We Hacked Our Hackathon | 50-Day Journey of Ingenuity & Elegance

Experimental Civics
Experimental Civics
17 min readApr 28, 2020

Author: Sarah Sharif

Mar. 6, 2020
I slid the arrow across and clicked submit — just like that, I sent forward a final calendar invite to a workshop host.

We were all geared up to sprint into our client event. SXSW wanted to host their annual hackathon event with an exciting, new addition: a climate crisis challenge. I was thrilled to get involved with this event in Oct 2019, I hustled proudly alongside the team for over 5 months to be show ready, little did I know how impactful this day would be on me, let alone the world. The announcement of the SXSW cancellation and a series of other statements triggered a mini heart attack.

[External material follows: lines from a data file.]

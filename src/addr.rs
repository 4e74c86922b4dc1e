//! Address types shared by the MAC, 6LoWPAN, forwarder and resolver:
//! 802.15.4 short/extended/PAN identifiers, routing locators and IPv6
//! addresses, plus the IID computation the 6LoWPAN codec needs on both
//! its compress and decompress paths.
//!
//! The teacher crate pulled these from the `ieee802154` crate; per
//! the dependency ledger we hand-roll the handful of fields Thread
//! actually needs instead, keeping the same newtype-plus-`byteorder`
//! shape.
//
// https://github.com/rust-iot/rust-lpwan
// Copyright 2021 Ryan Kurte

use byteorder::{ByteOrder, LittleEndian};

/// 802.15.4 PAN identifier.
#[derive(Clone, Copy, PartialEq, Eq, Debug, Hash)]
#[cfg_attr(feature = "defmt", derive(defmt::Format))]
pub struct PanId(pub u16);

/// 802.15.4 short (16-bit) address. Within Thread this doubles as an
/// `Rloc16` — see [`ShortAddress::router_id`]/[`ShortAddress::child_id`].
#[derive(Clone, Copy, PartialEq, Eq, Debug, Hash)]
#[cfg_attr(feature = "defmt", derive(defmt::Format))]
pub struct ShortAddress(pub u16);

impl ShortAddress {
    /// High 10 bits: the owning router's id.
    pub fn router_id(self) -> u16 {
        self.0 >> 10
    }

    /// Low 10 bits: child id within the router (0 for the router itself).
    pub fn child_id(self) -> u16 {
        self.0 & 0x03ff
    }

    /// True if this Rloc16 addresses a router (child id zero).
    pub fn is_router(self) -> bool {
        self.child_id() == 0
    }
}

/// 802.15.4 extended (64-bit / EUI-64) address.
#[derive(Clone, Copy, PartialEq, Eq, Debug, Hash)]
#[cfg_attr(feature = "defmt", derive(defmt::Format))]
pub struct ExtendedAddress(pub u64);

impl ExtendedAddress {
    pub fn to_bytes(self) -> [u8; 8] {
        self.0.to_be_bytes()
    }

    pub fn from_bytes(b: [u8; 8]) -> Self {
        Self(u64::from_be_bytes(b))
    }
}

/// Either form of MAC address a frame may carry.
#[derive(Clone, Copy, PartialEq, Eq, Debug)]
#[cfg_attr(feature = "defmt", derive(defmt::Format))]
pub enum MacAddress {
    Short(ShortAddress),
    Extended(ExtendedAddress),
}

/// 128-bit IPv6 address.
#[derive(Clone, Copy, PartialEq, Eq, Debug, Hash)]
#[cfg_attr(feature = "defmt", derive(defmt::Format))]
pub struct V6Addr(pub [u8; 16]);

impl V6Addr {
    pub const UNSPECIFIED: V6Addr = V6Addr([0u8; 16]);

    pub fn is_unspecified(&self) -> bool {
        self.0 == [0u8; 16]
    }

    pub fn is_multicast(&self) -> bool {
        self.0[0] == 0xff
    }

    pub fn is_link_local(&self) -> bool {
        self.0[0] == 0xfe && (self.0[1] & 0xc0) == 0x80
    }

    pub fn iid(&self) -> [u8; 8] {
        let mut iid = [0u8; 8];
        iid.copy_from_slice(&self.0[8..16]);
        iid
    }

    pub fn prefix(&self) -> [u8; 8] {
        let mut p = [0u8; 8];
        p.copy_from_slice(&self.0[0..8]);
        p
    }

    pub fn with_iid(prefix: [u8; 8], iid: [u8; 8]) -> Self {
        let mut b = [0u8; 16];
        b[0..8].copy_from_slice(&prefix);
        b[8..16].copy_from_slice(&iid);
        Self(b)
    }

    /// Multicast scope nibble (bits 0-3 of the second address byte),
    /// meaningful only when [`is_multicast`] is true.
    pub fn multicast_scope(&self) -> u8 {
        self.0[1] & 0x0f
    }
}

#[cfg(any(feature = "alloc", feature = "std"))]
impl core::fmt::Display for V6Addr {
    fn fmt(&self, f: &mut core::fmt::Formatter<'_>) -> core::fmt::Result {
        let mut compress = false;
        for i in 0..8 {
            let o = LittleEndian::read_u16(&[self.0[i * 2 + 1], self.0[i * 2]]);
            match (o, compress) {
                (0, false) if i < 7 => {
                    compress = true;
                    write!(f, ":")?;
                }
                (0, true) => (),
                (_, true) => {
                    compress = false;
                    write!(f, ":{:04x}", o)?;
                }
                (_, false) if i == 0 => write!(f, "{:04x}", o)?,
                (_, false) => write!(f, ":{:04x}", o)?,
            }
        }
        Ok(())
    }
}

/// Computes the link-local IID used by the 6LoWPAN codec on both the
/// compress and decompress path, per spec §4.4. Pure function of the
/// MAC address: short addresses map to `00:00:00:ff:fe:00:AA:AA`;
/// extended addresses are carried byte-for-byte with the
/// universal/local bit of the first byte toggled.
pub fn compute_iid(mac: MacAddress) -> [u8; 8] {
    match mac {
        MacAddress::Short(s) => {
            let b = s.0.to_be_bytes();
            [0x00, 0x00, 0x00, 0xff, 0xfe, 0x00, b[0], b[1]]
        }
        MacAddress::Extended(e) => {
            let mut b = e.to_bytes();
            b[0] ^= 0x02;
            b
        }
    }
}
//! Address Resolver: the EID→RLOC cache and the `a/aq`/`a/an`/`a/ae`
//! CoAP exchanges that keep it filled.
//!
//! The cache is a fixed `CACHE_ENTRIES`-slot array rather than an
//! intrusive list -- there's no buffer pool entry backing a cache row,
//! so the arena-index trick the message pool uses doesn't apply here.
//
// https://github.com/rust-iot/rust-lpwan
// Copyright 2021 Ryan Kurte

use crate::addr::{MacAddress, ShortAddress, V6Addr};
use crate::coap::{CoapCode, CoapMessage, CoapType};
use crate::config::ResolverConfig;
use crate::error::{Result, ThreadError};
use crate::forwarder::RlocResolve;
use crate::neighbor::NeighborTable;
use crate::tlv::{self, TlvType};

pub const CACHE_ENTRIES: usize = 16;

/// All-routers multicast address `a/aq` queries go out to.
pub const QUERY_MULTICAST: V6Addr = V6Addr([0xff, 0x03, 0, 0, 0, 0, 0, 0, 0, 0, 0, 0, 0, 0, 0, 0x02]);

#[derive(Clone, Copy, PartialEq, Eq, Debug)]
#[cfg_attr(feature = "defmt", derive(defmt::Format))]
enum CacheState {
    Invalid,
    Query,
    Retry,
    Valid,
}

#[derive(Clone, Copy, Debug)]
struct CacheEntry {
    target: V6Addr,
    rloc: u16,
    iid: [u8; 8],
    timeout: u16,
    state: CacheState,
}

impl CacheEntry {
    fn empty() -> Self {
        Self {
            target: V6Addr::UNSPECIFIED,
            rloc: 0,
            iid: [0; 8],
            timeout: 0,
            state: CacheState::Invalid,
        }
    }
}

/// Outcome of [`Resolver::handle_notification`].
#[derive(Clone, Copy, Debug, PartialEq)]
pub enum NotificationOutcome {
    /// The cache was updated; the forwarder should drain its resolving
    /// queue for this target.
    Adopted(V6Addr),
    /// A different device already holds a Valid entry for this target
    /// with a different IID -- the caller should reply with `a/ae`.
    Conflict(V6Addr),
    /// Malformed, or for a target we never queried.
    Unknown,
}

pub struct Resolver {
    cache: [CacheEntry; CACHE_ENTRIES],
    config: ResolverConfig,
    message_id: u16,
}

impl Resolver {
    pub fn new(config: ResolverConfig) -> Self {
        Self {
            cache: [CacheEntry::empty(); CACHE_ENTRIES],
            config,
            message_id: 0,
        }
    }

    fn next_message_id(&mut self) -> u16 {
        let id = self.message_id;
        self.message_id = self.message_id.wrapping_add(1);
        id
    }

    fn find(&self, target: V6Addr) -> Option<usize> {
        self.cache.iter().position(|e| e.state != CacheState::Invalid && e.target == target)
    }

    fn alloc_slot(&mut self) -> Option<usize> {
        self.cache.iter().position(|e| e.state == CacheState::Invalid)
    }

    /// `Resolve`: a cache hit returns the RLOC directly. A miss starts
    /// a query (or leaves an in-flight one alone) and returns
    /// `Err(LeaseQuery)` so the caller parks the message. A full cache
    /// with no `Invalid` slot to reuse falls through to `NoBufs`.
    pub fn resolve(&mut self, target: V6Addr) -> Result<u16> {
        if let Some(i) = self.find(target) {
            return match self.cache[i].state {
                CacheState::Valid => Ok(self.cache[i].rloc),
                _ => Err(ThreadError::LeaseQuery),
            };
        }
        let slot = self.alloc_slot().ok_or(ThreadError::NoBufs)?;
        self.cache[slot] = CacheEntry {
            target,
            state: CacheState::Query,
            timeout: self.config.discover_timeout_s,
            ..CacheEntry::empty()
        };
        Err(ThreadError::LeaseQuery)
    }

    pub fn invalidate(&mut self, target: V6Addr) {
        if let Some(i) = self.find(target) {
            self.cache[i].state = CacheState::Invalid;
        }
    }

    /// 1Hz cache timer: ages `Query`/`Retry` entries down, expiring
    /// them at zero. Returns `true` if anything is still pending.
    pub fn tick_cache(&mut self) -> bool {
        let mut pending = false;
        for e in self.cache.iter_mut() {
            if matches!(e.state, CacheState::Query | CacheState::Retry) {
                e.timeout = e.timeout.saturating_sub(1);
                if e.timeout == 0 {
                    e.state = CacheState::Invalid;
                } else {
                    pending = true;
                }
            }
        }
        pending
    }

    /// Builds the `a/aq` (address-query) message for a freshly started
    /// (or retried) lookup of `target`.
    pub fn encode_address_query(&mut self, target: V6Addr, out: &mut [u8]) -> Result<usize> {
        let mut payload = [0u8; 18];
        let n = tlv::write_tlv(&mut payload, 0, TlvType::Target as u8, &target.0)?;
        let mut msg = CoapMessage::new(CoapType::NonConfirmable, CoapCode::POST, self.next_message_id());
        msg.uri_path.push("a").map_err(|_| ThreadError::NoBufs)?;
        msg.uri_path.push("aq").map_err(|_| ThreadError::NoBufs)?;
        msg.payload = &payload[..n];
        msg.encode(out)
    }

    /// Handles an `a/aq`: replies with `a/an` if `target` is one of our
    /// own addresses or a connected RFD child's, else `None`.
    pub fn handle_query<const N: usize>(
        &mut self,
        query: &CoapMessage,
        our_addresses: &[V6Addr],
        our_iid: [u8; 8],
        our_rloc: u16,
        children: &NeighborTable<N>,
        now_s: u32,
        out: &mut [u8],
    ) -> Result<Option<usize>> {
        let target = match tlv_v6(query.payload, TlvType::Target as u8) {
            Some(t) => t,
            None => return Ok(None),
        };

        if our_addresses.contains(&target) {
            return self.encode_notification(target, our_iid, our_rloc, None, out).map(Some);
        }

        for child in children.iter() {
            if !child.is_valid() || !child.is_rfd() {
                continue;
            }
            let child_iid = crate::addr::compute_iid(MacAddress::Extended(child.ext_addr));
            let child_eid = V6Addr::with_iid(target.prefix(), child_iid);
            if child_eid == target {
                let elapsed = now_s.saturating_sub(child.last_heard_s).min(u16::MAX as u32) as u16;
                return self.encode_notification(target, child_iid, child.short_addr.0, Some(elapsed), out).map(Some);
            }
        }

        Ok(None)
    }

    fn encode_notification(&mut self, target: V6Addr, iid: [u8; 8], rloc: u16, last_transaction_time_s: Option<u16>, out: &mut [u8]) -> Result<usize> {
        let mut payload = [0u8; 40];
        let mut off = tlv::write_tlv(&mut payload, 0, TlvType::Target as u8, &target.0)?;
        off = tlv::write_tlv(&mut payload, off, TlvType::MeshLocalEid as u8, &iid)?;
        off = tlv::write_tlv(&mut payload, off, TlvType::Rloc16 as u8, &rloc.to_be_bytes())?;
        if let Some(t) = last_transaction_time_s {
            off = tlv::write_tlv(&mut payload, off, TlvType::LastTransactionTime as u8, &(t as u32).to_be_bytes())?;
        }
        let mut msg = CoapMessage::new(CoapType::Confirmable, CoapCode::POST, self.next_message_id());
        msg.uri_path.push("a").map_err(|_| ThreadError::NoBufs)?;
        msg.uri_path.push("an").map_err(|_| ThreadError::NoBufs)?;
        msg.payload = &payload[..off];
        msg.encode(out)
    }

    /// Handles an `a/an`: adopts the cache entry, or flags a conflict
    /// when a different IID already holds a `Valid` entry.
    pub fn handle_notification(&mut self, msg: &CoapMessage) -> NotificationOutcome {
        let (target, iid, rloc) = match (
            tlv_v6(msg.payload, TlvType::Target as u8),
            tlv_iid(msg.payload, TlvType::MeshLocalEid as u8),
            tlv_u16(msg.payload, TlvType::Rloc16 as u8),
        ) {
            (Some(t), Some(i), Some(r)) => (t, i, r),
            _ => return NotificationOutcome::Unknown,
        };

        match self.find(target) {
            Some(i) if self.cache[i].state == CacheState::Valid && self.cache[i].iid != iid => NotificationOutcome::Conflict(target),
            Some(i) => {
                self.cache[i].iid = iid;
                self.cache[i].rloc = rloc;
                self.cache[i].state = CacheState::Valid;
                NotificationOutcome::Adopted(target)
            }
            None => NotificationOutcome::Unknown,
        }
    }

    /// Builds an `a/ae` (address-error) naming `target`/`our_iid`, sent
    /// when we detect a different device is already using our EID.
    pub fn encode_address_error(&mut self, target: V6Addr, our_iid: [u8; 8], out: &mut [u8]) -> Result<usize> {
        let mut payload = [0u8; 32];
        let mut off = tlv::write_tlv(&mut payload, 0, TlvType::Target as u8, &target.0)?;
        off = tlv::write_tlv(&mut payload, off, TlvType::MeshLocalEid as u8, &our_iid)?;
        let mut msg = CoapMessage::new(CoapType::Confirmable, CoapCode::POST, self.next_message_id());
        msg.uri_path.push("a").map_err(|_| ThreadError::NoBufs)?;
        msg.uri_path.push("ae").map_err(|_| ThreadError::NoBufs)?;
        msg.payload = &payload[..off];
        msg.encode(out)
    }

    /// Handles an `a/ae`: `None` if it matches us exactly (nothing to
    /// do); otherwise returns the conflicting neighbor's short address
    /// so the caller can drop that child's on-mesh address and relay
    /// the error further.
    pub fn handle_address_error<const N: usize>(&mut self, msg: &CoapMessage, our_iid: [u8; 8], children: &NeighborTable<N>) -> Option<ShortAddress> {
        let iid = tlv_iid(msg.payload, TlvType::MeshLocalEid as u8)?;
        if iid == our_iid {
            return None;
        }
        children
            .iter()
            .find(|c| c.is_valid() && crate::addr::compute_iid(MacAddress::Extended(c.ext_addr)) == iid)
            .map(|c| c.short_addr)
    }
}

impl RlocResolve for Resolver {
    fn resolve(&mut self, target: V6Addr) -> Result<ShortAddress> {
        Resolver::resolve(self, target).map(ShortAddress)
    }
}

fn tlv_v6(buf: &[u8], kind: u8) -> Option<V6Addr> {
    let t = tlv::find(buf, kind)?;
    if t.value.len() != 16 {
        return None;
    }
    let mut a = [0u8; 16];
    a.copy_from_slice(t.value);
    Some(V6Addr(a))
}

fn tlv_iid(buf: &[u8], kind: u8) -> Option<[u8; 8]> {
    let t = tlv::find(buf, kind)?;
    if t.value.len() != 8 {
        return None;
    }
    let mut a = [0u8; 8];
    a.copy_from_slice(t.value);
    Some(a)
}

fn tlv_u16(buf: &[u8], kind: u8) -> Option<u16> {
    let t = tlv::find(buf, kind)?;
    if t.value.len() != 2 {
        return None;
    }
    Some(u16::from_be_bytes([t.value[0], t.value[1]]))
}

After 30 seconds, I transitioned into what I call my “deep survival” mode. I discovered how far I can turn off emotions and engage in logical thinking while also balancing my imagination to provide the solutions I knew were possible. I immediately consoled colleagues and a few local business owners and then tapped out for the evening considering I had completed my duties for my client and attended their huge team announcements. It was then time to shift focus on to Capsule.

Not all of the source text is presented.